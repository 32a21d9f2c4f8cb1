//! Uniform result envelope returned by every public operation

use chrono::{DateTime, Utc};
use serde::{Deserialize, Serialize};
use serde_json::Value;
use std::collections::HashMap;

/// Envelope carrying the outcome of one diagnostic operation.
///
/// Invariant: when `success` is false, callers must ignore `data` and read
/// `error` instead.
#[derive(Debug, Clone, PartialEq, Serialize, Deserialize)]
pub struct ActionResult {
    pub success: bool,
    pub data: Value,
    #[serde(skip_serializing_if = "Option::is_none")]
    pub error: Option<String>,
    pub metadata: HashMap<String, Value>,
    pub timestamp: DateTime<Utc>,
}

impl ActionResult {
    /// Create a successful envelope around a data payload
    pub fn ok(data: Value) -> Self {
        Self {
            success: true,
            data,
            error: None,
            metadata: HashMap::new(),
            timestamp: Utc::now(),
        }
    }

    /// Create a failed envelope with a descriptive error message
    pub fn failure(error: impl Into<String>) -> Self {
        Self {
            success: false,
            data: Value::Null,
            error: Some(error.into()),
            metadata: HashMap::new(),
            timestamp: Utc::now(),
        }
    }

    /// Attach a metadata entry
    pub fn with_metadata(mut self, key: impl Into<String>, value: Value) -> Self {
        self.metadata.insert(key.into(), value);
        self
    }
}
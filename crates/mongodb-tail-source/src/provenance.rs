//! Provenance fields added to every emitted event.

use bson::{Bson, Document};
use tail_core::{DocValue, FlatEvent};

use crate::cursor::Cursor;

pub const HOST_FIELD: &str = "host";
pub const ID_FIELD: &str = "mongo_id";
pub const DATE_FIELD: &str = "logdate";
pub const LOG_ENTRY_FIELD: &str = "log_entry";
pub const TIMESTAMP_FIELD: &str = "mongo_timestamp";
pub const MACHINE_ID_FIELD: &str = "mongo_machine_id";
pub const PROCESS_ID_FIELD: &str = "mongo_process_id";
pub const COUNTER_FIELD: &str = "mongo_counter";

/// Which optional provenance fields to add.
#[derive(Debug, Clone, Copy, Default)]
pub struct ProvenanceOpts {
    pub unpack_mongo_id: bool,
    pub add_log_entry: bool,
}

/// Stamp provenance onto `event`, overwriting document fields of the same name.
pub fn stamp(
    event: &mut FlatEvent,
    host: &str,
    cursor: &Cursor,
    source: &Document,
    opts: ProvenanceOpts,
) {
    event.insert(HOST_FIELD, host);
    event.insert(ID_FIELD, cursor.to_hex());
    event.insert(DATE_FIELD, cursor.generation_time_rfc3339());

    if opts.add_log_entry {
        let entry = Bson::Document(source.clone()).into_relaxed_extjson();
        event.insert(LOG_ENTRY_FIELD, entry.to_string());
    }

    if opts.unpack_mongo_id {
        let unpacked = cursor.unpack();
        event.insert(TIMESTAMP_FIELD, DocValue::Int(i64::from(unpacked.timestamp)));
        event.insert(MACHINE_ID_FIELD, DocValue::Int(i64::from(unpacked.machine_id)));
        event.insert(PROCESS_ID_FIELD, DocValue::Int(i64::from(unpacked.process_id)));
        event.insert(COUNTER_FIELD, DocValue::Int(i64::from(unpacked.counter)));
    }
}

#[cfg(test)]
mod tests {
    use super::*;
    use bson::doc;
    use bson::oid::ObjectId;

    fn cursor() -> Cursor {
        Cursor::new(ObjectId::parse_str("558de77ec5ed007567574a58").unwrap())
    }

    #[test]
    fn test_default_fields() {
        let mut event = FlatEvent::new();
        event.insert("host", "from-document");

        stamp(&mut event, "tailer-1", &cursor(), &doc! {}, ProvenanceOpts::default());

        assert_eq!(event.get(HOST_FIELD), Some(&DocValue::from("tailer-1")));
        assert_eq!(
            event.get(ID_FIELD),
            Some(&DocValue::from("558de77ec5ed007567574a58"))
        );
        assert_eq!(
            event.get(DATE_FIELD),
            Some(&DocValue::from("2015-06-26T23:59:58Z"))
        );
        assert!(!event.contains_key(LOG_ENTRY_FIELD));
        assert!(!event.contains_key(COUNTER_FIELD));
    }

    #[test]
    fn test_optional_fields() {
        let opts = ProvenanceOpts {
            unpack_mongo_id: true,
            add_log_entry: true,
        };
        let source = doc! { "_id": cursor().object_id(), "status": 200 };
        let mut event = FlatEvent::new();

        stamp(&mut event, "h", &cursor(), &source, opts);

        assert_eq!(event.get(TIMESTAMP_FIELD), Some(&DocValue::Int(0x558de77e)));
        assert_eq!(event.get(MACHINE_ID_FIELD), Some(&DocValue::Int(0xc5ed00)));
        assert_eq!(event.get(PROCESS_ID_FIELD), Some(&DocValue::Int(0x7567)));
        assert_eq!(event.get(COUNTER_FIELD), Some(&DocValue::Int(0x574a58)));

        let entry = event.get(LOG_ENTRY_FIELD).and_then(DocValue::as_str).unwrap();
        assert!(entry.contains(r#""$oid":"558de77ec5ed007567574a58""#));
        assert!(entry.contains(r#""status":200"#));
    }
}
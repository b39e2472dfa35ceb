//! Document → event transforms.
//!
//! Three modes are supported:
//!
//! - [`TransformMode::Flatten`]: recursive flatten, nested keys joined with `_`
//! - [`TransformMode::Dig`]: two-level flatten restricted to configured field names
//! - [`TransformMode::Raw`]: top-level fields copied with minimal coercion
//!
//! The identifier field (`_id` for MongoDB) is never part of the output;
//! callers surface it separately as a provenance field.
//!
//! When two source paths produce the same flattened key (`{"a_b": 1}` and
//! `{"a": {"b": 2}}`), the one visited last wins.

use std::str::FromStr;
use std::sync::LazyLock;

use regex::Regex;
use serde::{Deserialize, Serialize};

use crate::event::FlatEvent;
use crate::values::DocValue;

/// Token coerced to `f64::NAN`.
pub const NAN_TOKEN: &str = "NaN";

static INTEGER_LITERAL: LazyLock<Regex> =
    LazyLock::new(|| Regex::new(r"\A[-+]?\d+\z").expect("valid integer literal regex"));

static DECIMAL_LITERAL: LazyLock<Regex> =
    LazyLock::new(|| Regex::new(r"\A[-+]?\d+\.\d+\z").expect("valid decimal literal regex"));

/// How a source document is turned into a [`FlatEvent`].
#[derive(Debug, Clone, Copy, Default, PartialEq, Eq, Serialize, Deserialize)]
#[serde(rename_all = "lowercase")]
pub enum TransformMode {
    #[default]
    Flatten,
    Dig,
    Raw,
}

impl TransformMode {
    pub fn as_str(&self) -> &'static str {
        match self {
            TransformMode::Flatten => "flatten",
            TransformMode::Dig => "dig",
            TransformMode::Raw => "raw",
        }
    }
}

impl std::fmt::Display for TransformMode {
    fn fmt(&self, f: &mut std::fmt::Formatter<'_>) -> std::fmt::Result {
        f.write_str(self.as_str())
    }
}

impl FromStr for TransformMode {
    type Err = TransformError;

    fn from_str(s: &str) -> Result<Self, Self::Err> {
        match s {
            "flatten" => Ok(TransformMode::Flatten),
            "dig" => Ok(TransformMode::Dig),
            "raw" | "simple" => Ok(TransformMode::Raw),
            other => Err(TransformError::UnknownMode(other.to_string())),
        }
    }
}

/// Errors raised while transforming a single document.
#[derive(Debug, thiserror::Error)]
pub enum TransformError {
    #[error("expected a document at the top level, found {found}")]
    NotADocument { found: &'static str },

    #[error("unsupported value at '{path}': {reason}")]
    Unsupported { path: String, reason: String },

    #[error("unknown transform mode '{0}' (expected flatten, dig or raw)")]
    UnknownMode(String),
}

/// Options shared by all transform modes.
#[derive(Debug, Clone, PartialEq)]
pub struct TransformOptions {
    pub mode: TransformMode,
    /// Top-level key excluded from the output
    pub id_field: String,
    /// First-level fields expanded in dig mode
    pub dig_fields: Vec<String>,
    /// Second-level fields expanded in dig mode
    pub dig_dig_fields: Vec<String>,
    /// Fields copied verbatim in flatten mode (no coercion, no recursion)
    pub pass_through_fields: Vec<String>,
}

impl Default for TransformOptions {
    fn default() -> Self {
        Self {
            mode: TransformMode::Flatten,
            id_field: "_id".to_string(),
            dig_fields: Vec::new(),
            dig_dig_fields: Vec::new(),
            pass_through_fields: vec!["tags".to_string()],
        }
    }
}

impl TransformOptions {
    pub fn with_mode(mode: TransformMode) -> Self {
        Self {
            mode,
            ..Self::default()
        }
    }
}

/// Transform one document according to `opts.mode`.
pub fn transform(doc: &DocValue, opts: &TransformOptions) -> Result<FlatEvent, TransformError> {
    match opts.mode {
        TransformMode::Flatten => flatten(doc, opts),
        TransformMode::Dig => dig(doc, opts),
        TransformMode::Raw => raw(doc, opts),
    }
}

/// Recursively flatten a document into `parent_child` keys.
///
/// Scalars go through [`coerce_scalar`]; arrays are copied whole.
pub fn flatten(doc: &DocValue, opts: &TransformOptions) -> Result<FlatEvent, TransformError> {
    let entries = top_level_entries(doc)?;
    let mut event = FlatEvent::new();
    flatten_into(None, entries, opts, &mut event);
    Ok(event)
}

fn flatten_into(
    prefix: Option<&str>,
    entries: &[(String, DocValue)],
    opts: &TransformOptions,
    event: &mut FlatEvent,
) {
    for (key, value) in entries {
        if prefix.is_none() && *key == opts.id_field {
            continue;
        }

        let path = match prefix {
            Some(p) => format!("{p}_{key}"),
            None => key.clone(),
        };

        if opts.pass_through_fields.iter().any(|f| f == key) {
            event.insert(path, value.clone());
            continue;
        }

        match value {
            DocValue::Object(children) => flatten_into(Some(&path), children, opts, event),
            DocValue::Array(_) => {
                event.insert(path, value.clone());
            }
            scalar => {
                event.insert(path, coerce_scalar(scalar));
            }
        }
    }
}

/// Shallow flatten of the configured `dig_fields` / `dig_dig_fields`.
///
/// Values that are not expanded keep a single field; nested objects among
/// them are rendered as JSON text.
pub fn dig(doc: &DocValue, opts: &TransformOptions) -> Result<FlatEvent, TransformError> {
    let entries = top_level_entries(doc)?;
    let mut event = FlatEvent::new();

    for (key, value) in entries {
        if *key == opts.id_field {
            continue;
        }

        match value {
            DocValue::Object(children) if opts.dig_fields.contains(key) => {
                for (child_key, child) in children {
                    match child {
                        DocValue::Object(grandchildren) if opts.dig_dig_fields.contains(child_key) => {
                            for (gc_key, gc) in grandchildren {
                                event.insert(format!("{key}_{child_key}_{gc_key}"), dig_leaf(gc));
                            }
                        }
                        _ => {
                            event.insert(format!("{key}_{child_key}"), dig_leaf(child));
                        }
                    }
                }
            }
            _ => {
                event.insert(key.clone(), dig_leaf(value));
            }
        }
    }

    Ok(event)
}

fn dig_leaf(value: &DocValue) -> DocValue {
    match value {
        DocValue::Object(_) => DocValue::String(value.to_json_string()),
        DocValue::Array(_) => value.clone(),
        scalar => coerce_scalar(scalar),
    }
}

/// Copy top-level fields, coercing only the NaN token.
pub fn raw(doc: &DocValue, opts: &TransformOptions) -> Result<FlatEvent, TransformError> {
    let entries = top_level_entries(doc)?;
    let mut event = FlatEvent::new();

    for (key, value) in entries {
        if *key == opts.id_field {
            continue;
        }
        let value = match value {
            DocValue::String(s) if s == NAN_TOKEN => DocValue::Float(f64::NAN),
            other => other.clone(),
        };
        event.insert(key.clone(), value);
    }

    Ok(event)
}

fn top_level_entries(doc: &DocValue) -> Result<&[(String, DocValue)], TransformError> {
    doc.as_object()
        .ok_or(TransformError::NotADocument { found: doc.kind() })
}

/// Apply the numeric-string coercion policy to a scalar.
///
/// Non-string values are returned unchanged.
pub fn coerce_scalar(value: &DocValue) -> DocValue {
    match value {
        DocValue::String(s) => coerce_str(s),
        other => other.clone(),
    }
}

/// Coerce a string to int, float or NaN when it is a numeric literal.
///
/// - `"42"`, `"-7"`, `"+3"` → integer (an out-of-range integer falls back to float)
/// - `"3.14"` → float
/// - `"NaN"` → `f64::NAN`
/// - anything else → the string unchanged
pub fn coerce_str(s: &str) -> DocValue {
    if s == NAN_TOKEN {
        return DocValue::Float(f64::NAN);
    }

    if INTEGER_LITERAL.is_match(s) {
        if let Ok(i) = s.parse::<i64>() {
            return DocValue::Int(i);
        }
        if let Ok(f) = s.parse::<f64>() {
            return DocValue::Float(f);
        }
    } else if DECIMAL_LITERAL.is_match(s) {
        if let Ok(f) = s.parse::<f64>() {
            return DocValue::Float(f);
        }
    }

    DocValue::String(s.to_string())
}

★ ★ ★

Work order: The task calls for every line of the material that contains the string "output".

Response area:
//! The identifier field (`_id` for MongoDB) is never part of the output;
    /// Top-level key excluded from the output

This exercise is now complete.